At the beginning of the story, young Siddhartha leaves home and becomes a wandering ascetic. He says no to all worldly pleasures, instead dedicating himself to fasting and meditation in pursuit of enlightenment.
After doing this for some time, our hero makes a profound realization—he observes that what the drunken man seeks at the bar in his drink is the same thing the contemplative man seeks in his meditative practice. They are both seeking peace. But more specifically, they are not seeking what is commonly called peace of mind, but rather peace from mind. They are seeking to quiet their internal monologue—to press mute on the torment we inflict on ourselves with our minds.
I first learned this distinction from The Almanack of Naval Ravikant. Peace from mind is what we pursue through sex, flow states, or drugs. We seek moments where our own running thoughts are no longer driving us mad.
But many of the most popular ways to experience peace from mind are bad for your health. Despite giving you a brief relaxation, they eventually make not just your running thoughts but everything in your life more painful. Alcohol, for example, is great at providing momentary psychological relief. But like many other cheap dopamine activities, the reality is that it is only increasing your suffering in the long term.

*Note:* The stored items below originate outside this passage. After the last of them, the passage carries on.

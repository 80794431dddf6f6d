//! Git log access abstraction layer
//!
//! This module provides a trait-based abstraction over the one repository
//! query git-tickets performs: rendering the commit log between two
//! references. The concrete implementations include:
//!
//! - [repository::Git2LogSource]: A real implementation using the `git2` crate
//! - [mock::MockLogSource]: A mock implementation for testing
//!
//! Most code should depend on the [LogSource] trait rather than concrete
//! implementations to enable easy testing and flexibility.

pub mod format;
pub mod mock;
pub mod repository;

pub use mock::MockLogSource;
pub use repository::Git2LogSource;

use crate::error::Result;

/// A validated commit range: the set of commits reachable from `to` but not
/// from `from`, excluding merge commits.
///
/// Construction rejects empty references. An absent range is a defined
/// "nothing to look up" outcome for the caller, not a fault.
#[derive(Debug, Clone, PartialEq)]
pub struct CommitRange {
    from: String,
    to: String,
}

impl CommitRange {
    /// Build a range from two reference strings.
    ///
    /// Returns `None` if either reference is empty (after trimming), which
    /// callers treat as the "no log" outcome.
    pub fn new(from: &str, to: &str) -> Option<Self> {
        if from.trim().is_empty() || to.trim().is_empty() {
            return None;
        }
        Some(CommitRange {
            from: from.to_string(),
            to: to.to_string(),
        })
    }

    /// The range start reference (excluded from the walk).
    pub fn from(&self) -> &str {
        &self.from
    }

    /// The range end reference (included in the walk).
    pub fn to(&self) -> &str {
        &self.to
    }
}

/// Per-commit fields available to pretty-format rendering
#[derive(Debug, Clone, PartialEq)]
pub struct CommitSummary {
    /// Full commit hash
    pub id: String,
    /// Abbreviated commit hash
    pub short_id: String,
    /// Subject line of the commit message
    pub subject: String,
    /// Message body (everything after the subject, may be empty)
    pub body: String,
    /// Full raw commit message
    pub message: String,
    /// Author name
    pub author_name: String,
    /// Author email
    pub author_email: String,
    /// Committer name
    pub committer_name: String,
    /// Committer email
    pub committer_email: String,
}

/// Log query trait for abstraction
///
/// Abstracts the read-only repository query so the orchestration logic can be
/// tested against [mock::MockLogSource] without a real repository.
///
/// Implementations map underlying errors (like `git2::Error`) into
/// [crate::error::GitTicketsError].
///
/// # Example
/// ```rust
/// # use git_tickets::git::{CommitRange, LogSource};
/// # fn example<S: LogSource>(source: &S) -> Result<(), Box<dyn std::error::Error>> {
/// if let Some(range) = CommitRange::new("v1.0.0", "HEAD") {
///     let log = source.changelog(&range, "%s")?;
///     println!("{}", log);
/// }
/// # Ok(())
/// # }
/// ```
pub trait LogSource {
    /// Render the log of the given range, one commit per pretty-formatted
    /// entry, joined by newlines, in the log's native order (newest first).
    ///
    /// Merge commits are excluded. An empty range yields an empty string.
    fn changelog(&self, range: &CommitRange, pretty: &str) -> Result<String>;
}

/// Fetch the formatted log between two references.
///
/// The precondition check from the range type applies here: if either
/// reference is empty this returns `Ok(None)` without querying the source.
/// An in-range result with no commits comes back as `Ok(Some(""))`; callers
/// treat both the same way.
pub fn fetch_log<S: LogSource>(
    source: &S,
    from: &str,
    to: &str,
    pretty: &str,
) -> Result<Option<String>> {
    match CommitRange::new(from, to) {
        Some(range) => source.changelog(&range, pretty).map(Some),
        None => Ok(None),
    }
}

Siddhartha knew this type of suffering. When he became disillusioned with the hardcore ascetic lifestyle, not wanting to follow teachers or conform to their dogmatic religious ways, he left the group and went on a journey alone. One day, he came upon a town where he met a beautiful woman named Kamala. She began to teach Siddhartha the ways of sensual pleasure which he had so long denied himself. She also introduced him to a rich merchant. The rich merchant hired Siddhartha, and he grew wealthy. With all his money he started to gamble and drink wine, and then more wine. Maybe all these activities would bring him peace.
Wrong. Years pass, and through the dice and the bottle, Siddhartha continues to stimulate his senses until they become so insensitive that, if he wants to still feel pleasure, he must have stronger and stronger stimulants. That, boys and girls, is the reliable path to hell. Emotionally poisoned by his reckless hedonism, he leaves the city, even contemplating suicide, before deciding to go live a simple life by a river.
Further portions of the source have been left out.